> [Dataset records]
┄┄┄┄┄┄

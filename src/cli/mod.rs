//! CLI module for diagnose
//!
//! Command-line interface definitions and handlers for operators.
//!
//! # Commands
//!
//! - `analyze` - One-shot analysis of a problem description
//! - `chat` - Multi-turn conversation over stdin
//! - `tiers` - Show the resolved tier policies
//! - `config` - Configuration utilities (init)
//! - `completions` - Generate shell completions
//!
//! # Example
//!
//! ```bash
//! # Analyze with the pro chain
//! diagnose analyze --tier pro "VLOOKUP returns #N/A for every row"
//!
//! # Show policies as JSON
//! diagnose tiers --json
//!
//! # Generate shell completions
//! diagnose completions bash > ~/.bash_completion.d/diagnose
//! ```

pub mod analyze;
pub mod chat;
pub mod completions;
pub mod config;
pub mod output;
pub mod tiers;

pub use completions::handle_completions;
pub use config::handle_config_init;

use crate::config::DiagnoseConfig;
use anyhow::Context;
use clap::{Args, Parser, Subcommand};
use std::path::{Path, PathBuf};

pub const DEFAULT_CONFIG_PATH: &str = "diagnose.toml";

/// diagnose - Tier-aware LLM analysis orchestrator
#[derive(Parser, Debug)]
#[command(
    name = "diagnose",
    version,
    about = "Tier-aware LLM analysis orchestrator"
)]
pub struct Cli {
    #[command(subcommand)]
    pub command: Commands,
}

#[derive(Subcommand, Debug)]
pub enum Commands {
    /// Analyze one problem description
    Analyze(AnalyzeArgs),
    /// Interactive multi-turn conversation (one message per stdin line)
    Chat(ChatArgs),
    /// Show tier policies
    Tiers(TiersArgs),
    /// Configuration utilities
    #[command(subcommand)]
    Config(ConfigCommands),
    /// Generate shell completions
    Completions(CompletionsArgs),
}

/// Options shared by commands that run the orchestrator.
#[derive(Args, Debug, Clone)]
pub struct RunArgs {
    /// Path to configuration file (defaults apply if it does not exist)
    #[arg(short, long, default_value = DEFAULT_CONFIG_PATH)]
    pub config: PathBuf,

    /// Subscription tier (free, pro, team); unknown values resolve to free
    #[arg(short, long, default_value = "free")]
    pub tier: String,

    /// Caller identifier used for rate limiting and conversation ownership
    #[arg(long, default_value = "cli", env = "DIAGNOSE_CALLER")]
    pub caller: String,

    /// Set log level (trace, debug, info, warn, error)
    #[arg(short, long, env = "DIAGNOSE_LOG_LEVEL")]
    pub log_level: Option<String>,

    /// Output as JSON
    #[arg(long)]
    pub json: bool,
}

#[derive(Args, Debug)]
pub struct AnalyzeArgs {
    /// Problem description; "-" reads it from stdin
    pub text: String,

    #[command(flatten)]
    pub run: RunArgs,

    /// Problem category hint (e.g. programming, network)
    #[arg(long)]
    pub category: Option<String>,

    /// Programming language of the attached code
    #[arg(long)]
    pub programming_language: Option<String>,

    /// File whose contents are attached as a code snippet
    #[arg(long)]
    pub code_file: Option<PathBuf>,
}

#[derive(Args, Debug)]
pub struct ChatArgs {
    #[command(flatten)]
    pub run: RunArgs,

    /// Conversation to continue (a new one is started if omitted)
    #[arg(long)]
    pub conversation: Option<String>,
}

#[derive(Args, Debug)]
pub struct TiersArgs {
    /// Output as JSON
    #[arg(long)]
    pub json: bool,

    /// Path to configuration file
    #[arg(short, long, default_value = DEFAULT_CONFIG_PATH)]
    pub config: PathBuf,
}

#[derive(Subcommand, Debug)]
pub enum ConfigCommands {
    /// Initialize a new configuration file
    Init(ConfigInitArgs),
}

#[derive(Args, Debug)]
pub struct ConfigInitArgs {
    /// Output file path
    #[arg(short, long, default_value = DEFAULT_CONFIG_PATH)]
    pub output: PathBuf,

    /// Overwrite existing file
    #[arg(short, long)]
    pub force: bool,
}

#[derive(Args, Debug)]
pub struct CompletionsArgs {
    /// Shell to generate completions for
    #[arg(value_enum)]
    pub shell: clap_complete::Shell,
}

/// Load configuration: file (if present), then env overrides, then
/// `log_level`. The result is validated.
pub fn load_config(path: &Path, log_level: Option<&str>) -> anyhow::Result<DiagnoseConfig> {
    let config = if path.exists() {
        DiagnoseConfig::load(Some(path))
            .with_context(|| format!("Failed to load {}", path.display()))?
    } else {
        DiagnoseConfig::default()
    };

    let mut config = config.with_env_overrides();
    if let Some(level) = log_level {
        config.logging.level = level.to_string();
    }
    config.validate().context("Invalid configuration")?;
    Ok(config)
}

#[cfg(test)]
mod tests {
    use super::*;
    use clap::Parser;

    #[test]
    fn test_cli_parse_analyze_defaults() {
        let cli = Cli::try_parse_from(["diagnose", "analyze", "printer prints blank pages"]).unwrap();
        match cli.command {
            Commands::Analyze(args) => {
                assert_eq!(args.text, "printer prints blank pages");
                assert_eq!(args.run.tier, "free");
                assert_eq!(args.run.config, PathBuf::from(DEFAULT_CONFIG_PATH));
                assert!(!args.run.json);
            }
            _ => panic!("Expected Analyze command"),
        }
    }

    #[test]
    fn test_cli_parse_analyze_with_options() {
        let cli = Cli::try_parse_from([
            "diagnose",
            "analyze",
            "-t",
            "team",
            "--caller",
            "ops",
            "--json",
            "--category",
            "network",
            "vpn drops",
        ])
        .unwrap();
        match cli.command {
            Commands::Analyze(args) => {
                assert_eq!(args.run.tier, "team");
                assert_eq!(args.run.caller, "ops");
                assert!(args.run.json);
                assert_eq!(args.category.as_deref(), Some("network"));
            }
            _ => panic!("Expected Analyze command"),
        }
    }

    #[test]
    fn test_cli_parse_chat() {
        let cli = Cli::try_parse_from(["diagnose", "chat", "--tier", "pro", "--conversation", "c-1"])
            .unwrap();
        match cli.command {
            Commands::Chat(args) => {
                assert_eq!(args.run.tier, "pro");
                assert_eq!(args.conversation.as_deref(), Some("c-1"));
            }
            _ => panic!("Expected Chat command"),
        }
    }

    #[test]
    fn test_cli_parse_config_init() {
        let cli = Cli::try_parse_from(["diagnose", "config", "init", "-o", "custom.toml", "--force"])
            .unwrap();
        match cli.command {
            Commands::Config(ConfigCommands::Init(args)) => {
                assert_eq!(args.output, PathBuf::from("custom.toml"));
                assert!(args.force);
            }
            _ => panic!("Expected Config Init command"),
        }
    }

    #[test]
    fn test_load_config_missing_file_uses_defaults() {
        let dir = tempfile::tempdir().unwrap();
        let config = load_config(&dir.path().join("absent.toml"), Some("debug")).unwrap();
        assert_eq!(config.logging.level, "debug");
        assert_eq!(config.cache.ttl_seconds, 1800);
    }

    #[test]
    fn test_load_config_rejects_invalid_file() {
        let dir = tempfile::tempdir().unwrap();
        let path = dir.path().join("diagnose.toml");
        std::fs::write(&path, "[input]\nmin_length = 50\nmax_length = 10\n").unwrap();
        assert!(load_config(&path, None).is_err());
    }
}
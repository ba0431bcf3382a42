//! diagnose - Tier-aware LLM analysis orchestrator
//!
//! This library turns free-form problem descriptions into structured
//! analyses by walking a per-tier chain of LLM backends, with caching,
//! per-caller rate limiting and multi-turn conversation memory.

pub mod agent;
pub mod cache;
pub mod cli;
pub mod config;
pub mod conversation;
pub mod limiter;
pub mod logging;
pub mod orchestrator;
pub mod prompt;
pub mod request;
pub mod tier;
pub mod types;
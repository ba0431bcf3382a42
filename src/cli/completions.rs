//! Completions command implementation

use crate::cli::{Cli, CompletionsArgs};
use clap::CommandFactory;
use clap_complete::generate;
use std::io::{self, Write};

/// Write completions for `args.shell` to `out`.
pub fn write_completions(args: &CompletionsArgs, out: &mut dyn Write) {
    let mut cmd = Cli::command();
    let bin_name = cmd.get_name().to_string();
    generate(args.shell, &mut cmd, bin_name, out);
}

/// Handle `diagnose completions` command
pub fn handle_completions(args: &CompletionsArgs) {
    write_completions(args, &mut io::stdout());
}

#[cfg(test)]
mod tests {
    use super::*;
    use clap_complete::Shell;

    #[test]
    fn test_completions_bash() {
        let mut buf = Vec::new();
        write_completions(&CompletionsArgs { shell: Shell::Bash }, &mut buf);
        let script = String::from_utf8(buf).unwrap();
        assert!(script.contains("diagnose"));
        assert!(script.contains("analyze"));
    }

    #[test]
    fn test_completions_zsh() {
        let mut buf = Vec::new();
        write_completions(&CompletionsArgs { shell: Shell::Zsh }, &mut buf);
        assert!(!buf.is_empty());
    }
}
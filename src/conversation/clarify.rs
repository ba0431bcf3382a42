//! Deterministic "ask before answering" heuristics.
//!
//! A conversational message gets follow-up questions instead of a backend
//! call only when it is very short or matches a known-ambiguous symptom
//! without identifying detail. Factual and time-sensitive questions, and
//! messages that already carry error detail, always go to a backend.

use super::extract::{CATEGORY, DEVICE_TYPE, ERROR_CODE, OS, VENDOR};
use super::ContextMap;

const MIN_WORDS: usize = 4;
const MAX_QUESTIONS: usize = 4;

const FACTUAL_PREFIXES: &[&str] = &[
    "what is", "what's", "what are", "who ", "when ", "where ", "why does", "how many",
    "how much", "define ", "explain ", "difference between",
];

const TIME_SENSITIVE: &[&str] = &[
    "latest", "today", "tonight", "yesterday", "tomorrow", "current", "currently", "this week",
    "price", "release date", "news", "outage",
];

const ERROR_DETAIL_MARKERS: &[&str] = &[
    "error:", "exception", "traceback", "stack trace", "panicked", "segfault", "undefined",
    "null", "#ref!", "#value!", "#n/a", "()", "::", "=>", "`",
];

const AMBIGUOUS_SYMPTOMS: &[&str] = &[
    "won't connect",
    "can't connect",
    "cannot connect",
    "not connecting",
    "no internet",
    "not working",
    "doesn't work",
    "does not work",
    "stopped working",
    "won't turn on",
    "won't start",
    "won't boot",
    "is slow",
    "so slow",
    "running slow",
    "keeps crashing",
    "is broken",
    "it broke",
];

fn is_factual_or_time_sensitive(lower: &str) -> bool {
    FACTUAL_PREFIXES.iter().any(|p| lower.starts_with(p))
        || TIME_SENSITIVE.iter().any(|w| lower.contains(w))
}

fn has_error_detail(lower: &str, known: &ContextMap) -> bool {
    known.contains_key(ERROR_CODE) || ERROR_DETAIL_MARKERS.iter().any(|m| lower.contains(m))
}

fn is_disambiguated(known: &ContextMap) -> bool {
    known.contains_key(VENDOR) && (known.contains_key(OS) || known.contains_key(ERROR_CODE))
}

/// Questions to ask instead of answering, or `None` to answer now.
///
/// `known` is the session context after merging the current message.
pub fn follow_up_questions(text: &str, known: &ContextMap) -> Option<Vec<String>> {
    let lower = text.trim().to_lowercase();
    if is_factual_or_time_sensitive(&lower) || has_error_detail(&lower, known) {
        return None;
    }

    let too_short = lower.split_whitespace().count() < MIN_WORDS;
    let ambiguous = AMBIGUOUS_SYMPTOMS.iter().any(|s| lower.contains(s));
    if !(too_short || ambiguous) || is_disambiguated(known) {
        return None;
    }

    let mut questions = Vec::new();
    if too_short && !known.contains_key(CATEGORY) {
        questions.push(
            "Can you describe what you were trying to do and what happened instead?".to_string(),
        );
    }

    let device = known.get(DEVICE_TYPE).map(String::as_str);
    match device {
        None => questions.push(
            "Which device is this happening on (laptop, phone, printer, router, ...)?".to_string(),
        ),
        Some(device) if !known.contains_key(VENDOR) => {
            questions.push(format!("What make and model is the {}?", device));
        }
        Some(_) => {}
    }
    if device.is_some() && !known.contains_key(OS) {
        questions.push("Which operating system and version is it running?".to_string());
    }

    match known.get(CATEGORY).map(String::as_str) {
        Some("network") => questions.push(
            "Is the problem with Wi-Fi, Ethernet or Bluetooth, and do other devices connect normally?"
                .to_string(),
        ),
        Some("hardware") => questions.push(
            "When did this start, and did anything happen just before (a drop, a spill, an update)?"
                .to_string(),
        ),
        Some("software") => {
            questions.push("Which application and version is affected?".to_string())
        }
        Some("printing") => questions.push(
            "Is the printer connected by USB or over the network, and does a test page print?"
                .to_string(),
        ),
        _ => {}
    }

    questions.push("Do you see an error message or code? If so, please paste it exactly.".to_string());
    questions.truncate(MAX_QUESTIONS);
    Some(questions)
}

┄┄┄┄┄┄

> [EXERCISE PROMPT] All lines of the records above with the word "answering" in them are to be copied.

> [ANSWER BOX]
//! Deterministic "ask before answering" heuristics.
/// Questions to ask instead of answering, or `None` to answer now.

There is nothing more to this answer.